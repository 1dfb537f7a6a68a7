//! Built-in demo data: three attendants, each with a four-stage sales board.

use crate::model::{Attendant, Column, Conversation, Palette, Permissions, Role, Tag, TagColor};
use crate::services::provider::BoardProvider;

const AVATAR_BASE: &str = "https://api.dicebear.com/7.x/avataaars/svg?seed=";

#[derive(Debug, Clone, Copy, Default)]
pub struct SeedProvider;

fn avatar(seed: &str) -> String {
    format!("{AVATAR_BASE}{seed}")
}

fn tag(id: &str, name: &str, color: Palette) -> Tag {
    Tag { id: id.into(), name: name.into(), color: TagColor::Named(color) }
}

fn novo() -> Tag {
    tag("tag-1", "Novo", Palette::Green)
}
fn urgente() -> Tag {
    tag("tag-2", "Urgente", Palette::Red)
}
fn reagendamento() -> Tag {
    tag("tag-3", "Reagendamento", Palette::Blue)
}
fn feedback() -> Tag {
    tag("tag-4", "Feedback", Palette::Blue)
}
fn importante() -> Tag {
    tag("tag-5", "Importante", Palette::Orange)
}
fn documentacao() -> Tag {
    tag("tag-6", "Documentação", Palette::Blue)
}
fn em_analise() -> Tag {
    tag("tag-7", "Em análise", Palette::Green)
}
fn proposta() -> Tag {
    tag("tag-8", "Proposta", Palette::Orange)
}
fn negociacao() -> Tag {
    tag("tag-9", "Negociação", Palette::Yellow)
}
fn concluido() -> Tag {
    tag("tag-10", "Concluído", Palette::Green)
}
fn em_revisao() -> Tag {
    tag("tag-11", "Em revisão", Palette::Blue)
}

fn conv(id: &str, name: &str, seed: &str, message: &str, timestamp: &str, tags: Vec<Tag>, unread: u32) -> Conversation {
    Conversation {
        id: id.into(),
        contact_name: name.into(),
        contact_avatar: avatar(seed),
        last_message: message.into(),
        timestamp: timestamp.into(),
        tags,
        unread_count: unread,
    }
}

fn attendant(id: &str, name: &str, email: &str, seed: &str, active: bool) -> Attendant {
    Attendant {
        id: id.into(),
        name: name.into(),
        email: email.into(),
        avatar: avatar(seed),
        active,
        role: Role::Attendant,
        permissions: Permissions::default(),
    }
}

/// The four pipeline stages every demo board starts with.
fn stages(demo: Vec<Conversation>, scope: Vec<Conversation>, proposal: Vec<Conversation>, contract: Vec<Conversation>) -> Vec<Column> {
    vec![
        Column { id: "column-1".into(), title: "Demonstração".into(), conversations: demo },
        Column { id: "column-2".into(), title: "Levantamento de escopo".into(), conversations: scope },
        Column { id: "column-3".into(), title: "Proposta".into(), conversations: proposal },
        Column { id: "column-4".into(), title: "Contrato".into(), conversations: contract },
    ]
}

fn carlos_board() -> Vec<Column> {
    stages(
        vec![
            conv("conv-1", "João Silva", "Joao", "Olá, gostaria de agendar uma demonstração do produto.", "10:30", vec![novo()], 3),
            conv(
                "conv-2",
                "Maria Oliveira",
                "Maria",
                "Podemos remarcar a demonstração para amanhã?",
                "09:15",
                vec![urgente(), reagendamento()],
                0,
            ),
            conv("conv-3", "Carlos Santos", "Carlos", "A demonstração foi excelente, obrigado!", "Ontem", vec![feedback()], 0),
        ],
        vec![
            conv(
                "conv-5",
                "Roberto Almeida",
                "Roberto",
                "Precisamos definir melhor os requisitos do projeto.",
                "11:45",
                vec![importante()],
                2,
            ),
            conv(
                "conv-6",
                "Fernanda Lima",
                "Fernanda",
                "Enviei os documentos para análise do escopo.",
                "Ontem",
                vec![documentacao()],
                0,
            ),
        ],
        vec![conv(
            "conv-8",
            "Juliana Costa",
            "Juliana",
            "Recebemos a proposta e estamos analisando.",
            "14:20",
            vec![em_analise(), proposta()],
            1,
        )],
        vec![conv(
            "conv-11",
            "Eduardo Martins",
            "Eduardo",
            "O contrato foi assinado e enviado para vocês.",
            "15:30",
            vec![concluido()],
            0,
        )],
    )
}

fn maria_board() -> Vec<Column> {
    stages(
        vec![
            conv(
                "conv-13",
                "Pedro Mendes",
                "Pedro",
                "Gostaria de saber mais sobre os recursos do sistema.",
                "11:20",
                vec![novo()],
                5,
            ),
            conv(
                "conv-14",
                "Luciana Ferreira",
                "Luciana",
                "A demonstração foi muito esclarecedora, obrigada!",
                "Ontem",
                vec![feedback()],
                0,
            ),
        ],
        vec![conv(
            "conv-15",
            "Gabriel Moreira",
            "Gabriel",
            "Estamos preparando o documento com os requisitos.",
            "13:45",
            vec![documentacao()],
            0,
        )],
        vec![
            conv("conv-16", "Amanda Vieira", "Amanda", "Precisamos revisar os valores da proposta.", "10:15", vec![negociacao()], 2),
            conv(
                "conv-17",
                "Rodrigo Campos",
                "Rodrigo",
                "A proposta está de acordo com nossas expectativas.",
                "Ontem",
                vec![em_analise()],
                0,
            ),
        ],
        vec![conv("conv-18", "Beatriz Lopes", "Beatriz", "Nosso jurídico está analisando o contrato.", "14:50", vec![em_revisao()], 3)],
    )
}

fn joao_board() -> Vec<Column> {
    stages(
        vec![conv(
            "conv-19",
            "Thiago Ribeiro",
            "Thiago",
            "Podemos agendar uma demonstração para a próxima semana?",
            "09:30",
            vec![reagendamento()],
            0,
        )],
        vec![
            conv(
                "conv-20",
                "Carolina Nunes",
                "Carolina",
                "Precisamos incluir mais um módulo no escopo.",
                "12:10",
                vec![importante()],
                4,
            ),
            conv(
                "conv-21",
                "Felipe Barros",
                "Felipe",
                "O escopo está muito amplo, precisamos focar mais.",
                "Ontem",
                vec![importante()],
                1,
            ),
        ],
        vec![conv(
            "conv-22",
            "Mariana Costa",
            "Mariana",
            "Estamos considerando a proposta, mas temos algumas dúvidas.",
            "15:40",
            vec![em_analise()],
            0,
        )],
        vec![
            conv("conv-23", "Leonardo Alves", "Leonardo", "Contrato assinado e enviado por e-mail.", "Segunda", vec![concluido()], 0),
            conv(
                "conv-24",
                "Isabela Martins",
                "Isabela",
                "Precisamos de uma cópia física do contrato também.",
                "Hoje",
                vec![urgente()],
                2,
            ),
        ],
    )
}

impl BoardProvider for SeedProvider {
    fn attendants(&self) -> Vec<Attendant> {
        vec![
            attendant("att-1", "Carlos Silva", "carlos@example.com", "Carlos", true),
            attendant("att-2", "Maria Santos", "maria@example.com", "Maria", true),
            attendant("att-3", "João Oliveira", "joao@example.com", "Joao", false),
        ]
    }

    fn board(&self, attendant_id: &str) -> Option<Vec<Column>> {
        match attendant_id {
            "att-1" => Some(carlos_board()),
            "att-2" => Some(maria_board()),
            "att-3" => Some(joao_board()),
            _ => None,
        }
    }
}

#[cfg(test)]
mod tests {
    use std::collections::HashSet;

    use super::*;
    use crate::model::is_valid_email;

    #[test]
    fn every_attendant_has_a_four_stage_board() {
        let provider = SeedProvider;
        for attendant in provider.attendants() {
            let board = provider.board(&attendant.id).expect("seed board should exist");
            let titles: Vec<&str> = board.iter().map(|c| c.title.as_str()).collect();
            assert_eq!(titles, ["Demonstração", "Levantamento de escopo", "Proposta", "Contrato"]);
        }
    }

    #[test]
    fn conversation_ids_are_unique_across_boards() {
        let provider = SeedProvider;
        let mut seen = HashSet::new();
        for attendant in provider.attendants() {
            for column in provider.board(&attendant.id).unwrap() {
                for conv in column.conversations {
                    assert!(seen.insert(conv.id.clone()), "duplicate seed id {}", conv.id);
                }
            }
        }
        assert_eq!(seen.len(), 19);
    }

    #[test]
    fn seed_attendants_have_email_and_full_permissions() {
        for attendant in SeedProvider.attendants() {
            assert!(is_valid_email(&attendant.email), "{} has no usable email", attendant.id);
            assert_eq!(attendant.role, Role::Attendant);
            assert_eq!(attendant.permissions, Permissions::default());
        }
    }

    #[test]
    fn unknown_attendant_has_no_board() {
        assert!(SeedProvider.board("att-9").is_none());
    }
}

──────────────────────────────

Aim of the task » A single number is the expected answer: how many lines of the entries contain "Oliveira".

Written response » 2